#### How to complete this task
Extract all lines that hold "async" from the records below.

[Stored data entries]
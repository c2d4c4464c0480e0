//! Fan-out scheduler: one logical file to N independent targets.
//!
//! [`FanoutSender`] owns the session pool and coordinates the flow
//! controller across every concurrently connected receiver. Each target
//! is tracked to individual completion: a broadcast resolves only when
//! every targeted receiver has acknowledged full receipt.
//!
//! # Liveness
//!
//! A target that disconnects mid-transfer abandons its progress silently:
//! its completion signal is dropped unfulfilled and
//! [`send_file`](FanoutSender::send_file) keeps waiting on it forever.
//! There is no in-protocol timeout; callers bound the wait themselves
//! (`tokio::time::timeout` around the call) when that guarantee matters.

use std::sync::Arc;

use bytes::Bytes;
use futures::future::join_all;
use tokio::sync::{mpsc, RwLock};
use tracing::{debug, info, warn};
use uuid::Uuid;

use crate::channel::PeerChannel;
use crate::error::{Error, Result};
use crate::events::{EventBus, TransferEvent};
use crate::protocol::{decode_frame, ControlMessage, DecodedFrame};
use crate::source::FileSource;
use crate::transfer::registry::{SessionRegistry, TargetSession};
use crate::transfer::sender::{ChunkSender, Target};

/// Sender-side engine: session pool + fan-out send coordination.
///
/// Cheap to clone; clones share the same session pool, pending-broadcast
/// slot, and subscriber set. The host integration wires its transport's
/// channel events to the `handle_channel_*` methods and every incoming
/// frame to [`handle_message`](Self::handle_message).
#[derive(Clone)]
pub struct FanoutSender {
    registry: Arc<SessionRegistry>,
    chunk_sender: Arc<ChunkSender>,
    events: EventBus,
    /// File recorded by a broadcast that found no targets; dispatched to
    /// the next peer that connects, then cleared.
    pending_broadcast: Arc<RwLock<Option<Arc<dyn FileSource>>>>,
}

impl FanoutSender {
    pub fn new(events: EventBus) -> Self {
        Self::with_chunk_sender(ChunkSender::new(), events)
    }

    /// Build with a specific flow-controller configuration (chunk size,
    /// high-water mark).
    pub fn with_chunk_sender(chunk_sender: ChunkSender, events: EventBus) -> Self {
        Self {
            registry: Arc::new(SessionRegistry::new()),
            chunk_sender: Arc::new(chunk_sender),
            events,
            pending_broadcast: Arc::new(RwLock::new(None)),
        }
    }

    /// The live session pool.
    pub fn registry(&self) -> &SessionRegistry {
        &self.registry
    }

    // ── Channel lifecycle ─────────────────────────────────────────────────

    /// A peer's channel reached the open state: register it as a send
    /// target. If a broadcast file is pending, it is dispatched to the
    /// newcomer automatically without disturbing targets mid-transfer.
    pub async fn handle_channel_open(&self, peer_id: impl Into<String>, channel: Arc<dyn PeerChannel>) {
        let peer_id = peer_id.into();
        self.registry
            .insert(TargetSession::new(peer_id.clone(), channel))
            .await;
        info!(event = "peer_attached", peer_id = %peer_id, "Channel open, peer joined the target pool");
        self.events.emit(TransferEvent::PeerConnected {
            peer_id: peer_id.clone(),
        });

        let pending = self.pending_broadcast.write().await.take();
        if let Some(source) = pending {
            info!(
                event = "pending_send_dispatched",
                peer_id = %peer_id,
                name = %source.name(),
                "Dispatching deferred broadcast to newly joined peer"
            );
            let this = self.clone();
            tokio::spawn(async move {
                let targets = vec![peer_id.clone()];
                if let Err(e) = this.send_file(source, Some(targets.as_slice())).await {
                    warn!(event = "pending_send_failed", peer_id = %peer_id, error = %e, "Deferred broadcast failed");
                }
            });
        }
    }

    /// A peer's channel closed: drop its session. Any in-flight progress
    /// toward it is abandoned and its completion signal is never fulfilled.
    pub async fn handle_channel_closed(&self, peer_id: &str) {
        self.detach(peer_id, None).await;
    }

    /// A peer's channel errored: surface the failure, then drop the
    /// session exactly as on close. No automatic retry.
    pub async fn handle_channel_error(&self, peer_id: &str, reason: &str) {
        self.detach(peer_id, Some(reason)).await;
    }

    async fn detach(&self, peer_id: &str, error: Option<&str>) {
        let Some(session) = self.registry.remove(peer_id).await else {
            debug!(event = "detach_unknown_peer", peer_id, "Close/error for a peer with no session");
            return;
        };

        if let Some(reason) = error {
            warn!(event = "peer_channel_error", peer_id, reason, "Channel error, dropping session");
            self.events.emit(TransferEvent::TransferError {
                peer_id: Some(peer_id.to_string()),
                message: reason.to_string(),
            });
        } else {
            info!(event = "peer_detached", peer_id, "Channel closed, peer left the target pool");
        }

        if session.transfer_id().is_some() && session.progress.percentage < 100.0 {
            warn!(
                event = "transfer_abandoned",
                peer_id,
                transferred = session.progress.transferred_bytes,
                total = session.progress.total_bytes,
                "Peer left mid-transfer; its completion will never resolve"
            );
        }

        self.events.emit(TransferEvent::PeerDisconnected {
            peer_id: peer_id.to_string(),
        });
    }

    // ── Incoming acknowledgements ─────────────────────────────────────────

    /// Route one frame received from `peer_id` back into the engine.
    /// Senders only ever expect receiver acknowledgements here.
    pub async fn handle_message(&self, peer_id: &str, frame: &Bytes) -> Result<()> {
        match decode_frame(frame)? {
            DecodedFrame::Control(ControlMessage::ProgressAck { transferred_bytes }) => {
                self.on_progress_ack(peer_id, transferred_bytes).await
            }
            DecodedFrame::Control(ControlMessage::CompleteAck) => self.on_complete_ack(peer_id).await,
            other => {
                debug!(event = "unexpected_frame_on_sender", peer_id, ?other, "Ignoring receiver-bound frame");
                Ok(())
            }
        }
    }

    async fn on_progress_ack(&self, peer_id: &str, transferred_bytes: u64) -> Result<()> {
        let snapshot = self
            .registry
            .with_session(peer_id, |s| {
                s.record_ack(transferred_bytes);
                (s.transfer_id(), s.progress)
            })
            .await;

        match snapshot {
            Some((Some(transfer_id), progress)) => {
                self.events.emit(TransferEvent::SendProgress {
                    transfer_id,
                    peer_id: peer_id.to_string(),
                    progress,
                });
            }
            Some((None, _)) => {
                debug!(event = "stray_progress_ack", peer_id, "Progress ack outside any send operation");
            }
            None => {
                debug!(event = "ack_from_unknown_peer", peer_id, "Progress ack from detached peer");
            }
        }
        Ok(())
    }

    async fn on_complete_ack(&self, peer_id: &str) -> Result<()> {
        let snapshot = self
            .registry
            .with_session(peer_id, |s| {
                let fired = s.complete();
                (fired, s.transfer_id(), s.progress)
            })
            .await;

        match snapshot {
            Some((true, Some(transfer_id), progress)) => {
                info!(event = "target_complete", peer_id, %transfer_id, "Receiver acknowledged full receipt");
                self.events.emit(TransferEvent::SendProgress {
                    transfer_id,
                    peer_id: peer_id.to_string(),
                    progress,
                });
                self.events.emit(TransferEvent::SendComplete {
                    transfer_id,
                    peer_id: peer_id.to_string(),
                });
            }
            _ => {
                debug!(event = "stray_complete_ack", peer_id, "Completion ack outside any send operation");
            }
        }
        Ok(())
    }

    // ── Sending ───────────────────────────────────────────────────────────

    /// Send one file to every attached peer, or to a named subset.
    ///
    /// Subset ids without a live session are silently dropped. A broadcast
    /// (`targets = None`) that finds an empty pool records the file as
    /// pending, so the next connecting peer receives it automatically, and
    /// fails with [`Error::NoActiveTargets`]; an explicit subset never
    /// marks anything pending.
    ///
    /// Resolves only when **every** targeted receiver has acknowledged
    /// completion. A target that disconnects mid-transfer leaves the call
    /// pending forever; see the module docs on liveness.
    pub async fn send_file(
        &self,
        source: Arc<dyn FileSource>,
        targets: Option<&[String]>,
    ) -> Result<()> {
        let transfer_id = Uuid::new_v4();
        let resolved = self.registry.resolve_targets(targets).await;

        if resolved.is_empty() {
            if targets.is_none() {
                warn!(
                    event = "send_deferred_no_targets",
                    name = %source.name(),
                    "No active connections; file recorded for the next peer to connect"
                );
                *self.pending_broadcast.write().await = Some(source);
            }
            return Err(Error::NoActiveTargets);
        }

        let metadata = self.chunk_sender.metadata_for(source.as_ref());

        // Arm each target: fresh progress, fresh start instant, fresh
        // completion signal. A session that vanished between resolution
        // and arming is skipped silently.
        let mut waiters = Vec::with_capacity(resolved.len());
        let mut channels: Vec<Target> = Vec::with_capacity(resolved.len());
        for peer_id in &resolved {
            let armed = self
                .registry
                .with_session(peer_id, |s| {
                    (s.begin_transfer(transfer_id, metadata.size), s.channel.clone())
                })
                .await;
            if let Some((rx, channel)) = armed {
                waiters.push((peer_id.clone(), rx));
                channels.push((peer_id.clone(), channel));
            }
        }
        if channels.is_empty() {
            return Err(Error::NoActiveTargets);
        }

        info!(
            event = "fanout_send_start",
            %transfer_id,
            name = %metadata.name,
            targets = channels.len(),
            "Sending to {} target(s)",
            channels.len()
        );

        // Pump optimistic bytes-sent progress into the sessions while the
        // flow controller runs; receiver acks supersede it per target.
        let (sent_tx, mut sent_rx) = mpsc::unbounded_channel::<u64>();
        let pump = {
            let this = self.clone();
            let peers: Vec<String> = channels.iter().map(|(p, _)| p.clone()).collect();
            tokio::spawn(async move {
                while let Some(sent) = sent_rx.recv().await {
                    for peer_id in &peers {
                        let applied = this
                            .registry
                            .with_session(peer_id, |s| {
                                s.record_sent(sent).then(|| (s.transfer_id(), s.progress))
                            })
                            .await
                            .flatten();
                        if let Some((Some(transfer_id), progress)) = applied {
                            this.events.emit(TransferEvent::SendProgress {
                                transfer_id,
                                peer_id: peer_id.clone(),
                                progress,
                            });
                        }
                    }
                }
            })
        };

        let pushed = self
            .chunk_sender
            .push(source.as_ref(), &metadata, &channels, sent_tx)
            .await;
        let _ = pump.await;
        pushed?;

        // Logical AND across targets: wait for every completion signal. A
        // dropped (abandoned) signal parks its branch forever.
        join_all(waiters.into_iter().map(|(peer_id, rx)| async move {
            match rx.await {
                Ok(()) => debug!(event = "target_join_resolved", peer_id = %peer_id, "Target completion observed"),
                Err(_) => {
                    warn!(
                        event = "target_join_abandoned",
                        peer_id = %peer_id,
                        "Target session went away; waiting forever (caller-side timeout applies)"
                    );
                    std::future::pending::<()>().await
                }
            }
        }))
        .await;

        info!(event = "fanout_send_complete", %transfer_id, name = %metadata.name, "Every target acknowledged completion");
        Ok(())
    }
}

// ── Tests ─────────────────────────────────────────────────────────────────────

#### Result of this task
    pub async fn handle_channel_open(&self, peer_id: impl Into<String>, channel: Arc<dyn PeerChannel>) {
            tokio::spawn(async move {
    pub async fn handle_channel_closed(&self, peer_id: &str) {
    pub async fn handle_channel_error(&self, peer_id: &str, reason: &str) {
    async fn detach(&self, peer_id: &str, error: Option<&str>) {
    pub async fn handle_message(&self, peer_id: &str, frame: &Bytes) -> Result<()> {
    async fn on_progress_ack(&self, peer_id: &str, transferred_bytes: u64) -> Result<()> {
    async fn on_complete_ack(&self, peer_id: &str) -> Result<()> {
    pub async fn send_file(
            tokio::spawn(async move {
        join_all(waiters.into_iter().map(|(peer_id, rx)| async move {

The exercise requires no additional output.